**Try it**
State only how many lines of the records contain the string "blob".

**Given data**

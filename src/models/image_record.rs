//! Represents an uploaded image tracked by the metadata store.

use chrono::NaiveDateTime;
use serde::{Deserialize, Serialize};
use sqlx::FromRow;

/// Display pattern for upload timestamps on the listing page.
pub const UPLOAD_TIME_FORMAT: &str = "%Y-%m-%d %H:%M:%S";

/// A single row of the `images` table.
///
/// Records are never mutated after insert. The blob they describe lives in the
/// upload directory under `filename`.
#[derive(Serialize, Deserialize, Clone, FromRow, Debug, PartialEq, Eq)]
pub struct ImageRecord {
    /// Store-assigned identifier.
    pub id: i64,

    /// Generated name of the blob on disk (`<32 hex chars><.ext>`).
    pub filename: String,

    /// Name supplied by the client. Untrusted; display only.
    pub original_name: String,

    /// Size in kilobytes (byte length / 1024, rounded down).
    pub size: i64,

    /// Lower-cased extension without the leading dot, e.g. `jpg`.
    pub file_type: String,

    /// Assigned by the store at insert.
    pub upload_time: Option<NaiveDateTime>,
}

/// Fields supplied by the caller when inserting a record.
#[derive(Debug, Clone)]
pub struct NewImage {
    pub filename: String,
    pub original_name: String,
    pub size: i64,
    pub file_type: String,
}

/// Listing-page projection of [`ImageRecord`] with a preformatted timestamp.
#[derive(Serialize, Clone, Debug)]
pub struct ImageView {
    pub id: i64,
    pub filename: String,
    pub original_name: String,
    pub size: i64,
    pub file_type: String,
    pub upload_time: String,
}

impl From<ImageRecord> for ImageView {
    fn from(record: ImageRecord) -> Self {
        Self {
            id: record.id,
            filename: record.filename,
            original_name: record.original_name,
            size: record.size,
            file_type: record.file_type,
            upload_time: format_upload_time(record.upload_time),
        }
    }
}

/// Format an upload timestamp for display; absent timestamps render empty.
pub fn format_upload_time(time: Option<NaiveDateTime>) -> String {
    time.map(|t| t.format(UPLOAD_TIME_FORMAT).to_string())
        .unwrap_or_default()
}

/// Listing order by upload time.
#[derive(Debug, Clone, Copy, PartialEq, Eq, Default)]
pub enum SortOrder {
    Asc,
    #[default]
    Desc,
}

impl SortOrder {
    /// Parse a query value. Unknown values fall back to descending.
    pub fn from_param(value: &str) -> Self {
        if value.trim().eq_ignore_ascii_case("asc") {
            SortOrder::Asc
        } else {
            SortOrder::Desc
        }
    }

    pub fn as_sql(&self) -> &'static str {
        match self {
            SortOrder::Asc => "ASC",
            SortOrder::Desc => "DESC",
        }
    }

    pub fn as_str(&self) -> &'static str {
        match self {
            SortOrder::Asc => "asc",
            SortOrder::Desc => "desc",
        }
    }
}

**Result of this task**
2